Over 100 million adults in the U.S. suffer from intermittent or constant chronic pain, and chronic pain affects at least 10 percent of the world’s population. The primary pharmaceuticals for treatment of chronic pain have been natural or synthetic opioids. However, the use of opioids for pain treatment has resulted in an “epidemic” of opioid abuse, addiction, and lethal overdoses. Through a process of rational drug design, Lohocla Research has generated a new chemical entity (NCE) called Kindolor. Kindolor is a non-opiate, non-addicting molecule that was developed specifically to target the aberrant over-activity of the peripheral sensory system that is integral in the initiation and propagation of chronic pain. Kindolor dampens the over-activity of the signaling network that conducts and magnifies pain signals (Fig. A), but leaves the normal response to acute painful stimuli intact. Lohocla Research has developed a process to synthesize Kindolor at 99 percent purity. Pre-clinical studies have demonstrated the efficacy of Kindolor to reduce or eliminate chronic pain generated in five animal models at doses compatible with use of Kindolor in humans. Initial evidence demonstrates the safety (high TI) of Kindolor as well as its uneventful metabolism. Additional attractive features of Kindolor are that it can prevent the development of chronic pain if given soon after tissue injury. Additionally, if combined with low doses of opiates, Kindolor produces a substantial “opiate sparing” effect through synergistic actions with the opiates. Lohocla Research is working to bring Kindolor to the public. An IND application is in process, and Phase 1 trials are planned for early 2023, followed by Phase 2 trials for efficacy in treating diabetic neuropathy. In all, our goal is to license to or partner with a Pharma company willing and able to bring this innovative medication to the chronic pain sufferer.

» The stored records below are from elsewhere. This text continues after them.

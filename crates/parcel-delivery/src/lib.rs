// ABOUTME: Delivery side of parcel: the transport that carries artifacts to the operator's chat.
// ABOUTME: Defines the DeliveryClient trait, the bot API implementation, status notifiers, and test doubles.

pub mod bot_api;
pub mod client;
pub mod status;
pub mod testing;

pub use bot_api::{BotApiClient, BotApiConfig};
pub use client::{DeliveryClient, DeliveryError, Payload, UploadKind};
pub use status::{StatusEvent, StatusNotifier, TracingNotifier};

The U.S. and other countries around the world are facing “dual crises of pain and opioid addiction.” Lohocla Research Corporation has responded to the opioid crisis and medication development challenge by designing, synthesizing, and demonstrating, in pre-clinical studies, the efficacy and safety of a non-opiate, non-addictive new chemical entity (NCE) for treatment of chronic pain. This NCE, called Kindolor, has significant additional benefits of being able to prevent the development of chronic pain if administered soon after tissue injury, including post-operative conditions. Kindolor also has a highly significant “opiate sparing” effect in conditions that may require the use of opiates, since Kindolor demonstrates a strong synergistic effect with morphine. Given the FDA approval of our IND status, we will complete first-in-human, Phase I clinical studies for safety and Phase 2a studies of efficacy to bring our medication to chronic pain sufferers.